BEGIN

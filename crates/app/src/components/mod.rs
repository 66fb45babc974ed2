mod feedback_dialog;

pub use feedback_dialog::FeedbackDialog;
//! The feedback flow is two-phase: scoring a comment is a pure computation
//! that persists nothing, and only the explicit create call writes a record.
//! These tests pin the scoring half of that contract.

use pretty_assertions::assert_eq;
use server::sentiment;

#[test]
fn scoring_is_deterministic() {
    let comment = "The trainer was extremely helpful and the pacing was great";
    let first = sentiment::analyze(comment);
    let second = sentiment::analyze(comment);
    assert_eq!(first, second);
}

#[test]
fn praise_maps_to_positive_label_and_high_scale() {
    let result = sentiment::analyze("Outstanding session, truly excellent trainer!");
    assert_eq!(result.sentiment_label, "Positive");
    assert!(result.sentiment_score > 0.05);
    assert!(result.sentiment_score_1_5 >= 4);
}

#[test]
fn complaints_map_to_negative_label_and_low_scale() {
    let result = sentiment::analyze("Terrible material, the whole week was useless and frustrating");
    assert_eq!(result.sentiment_label, "Negative");
    assert!(result.sentiment_score < -0.05);
    assert!(result.sentiment_score_1_5 <= 2);
}

#[test]
fn factual_statements_stay_neutral_at_midpoint() {
    let result = sentiment::analyze("The session ran from nine to five in room B");
    assert_eq!(result.sentiment_label, "Neutral");
    assert_eq!(result.sentiment_score_1_5, 3);
}

#[test]
fn compound_score_is_bounded() {
    for comment in [
        "best best best amazing outstanding wonderful excellent",
        "worst worst awful terrible dreadful hate",
        "",
        "just some words with no valence at all",
    ] {
        let score = sentiment::compound_score(comment);
        assert!((-1.0..=1.0).contains(&score), "{comment} -> {score}");
    }
}

#[test]
fn negated_praise_flips_to_criticism() {
    let praised = sentiment::analyze("the onboarding was helpful");
    let negated = sentiment::analyze("the onboarding was not helpful");
    assert!(praised.sentiment_score > 0.0);
    assert!(negated.sentiment_score < 0.0);
}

END

WORK INSTRUCTIONS
Quote the records from their first line to the line with "assert!(result.sentiment_score_1_5 >= 4);", inclusive, without adding or dropping anything.

TASK SOLUTION
filename crates/app/src/components/mod.rs
repository 66fb45babc974ed2
mod feedback_dialog;

pub use feedback_dialog::FeedbackDialog;
//! The feedback flow is two-phase: scoring a comment is a pure computation
//! that persists nothing, and only the explicit create call writes a record.
//! These tests pin the scoring half of that contract.

use pretty_assertions::assert_eq;
use server::sentiment;

#[test]
fn scoring_is_deterministic() {
    let comment = "The trainer was extremely helpful and the pacing was great";
    let first = sentiment::analyze(comment);
    let second = sentiment::analyze(comment);
    assert_eq!(first, second);
}

#[test]
fn praise_maps_to_positive_label_and_high_scale() {
    let result = sentiment::analyze("Outstanding session, truly excellent trainer!");
    assert_eq!(result.sentiment_label, "Positive");
    assert!(result.sentiment_score > 0.05);
    assert!(result.sentiment_score_1_5 >= 4);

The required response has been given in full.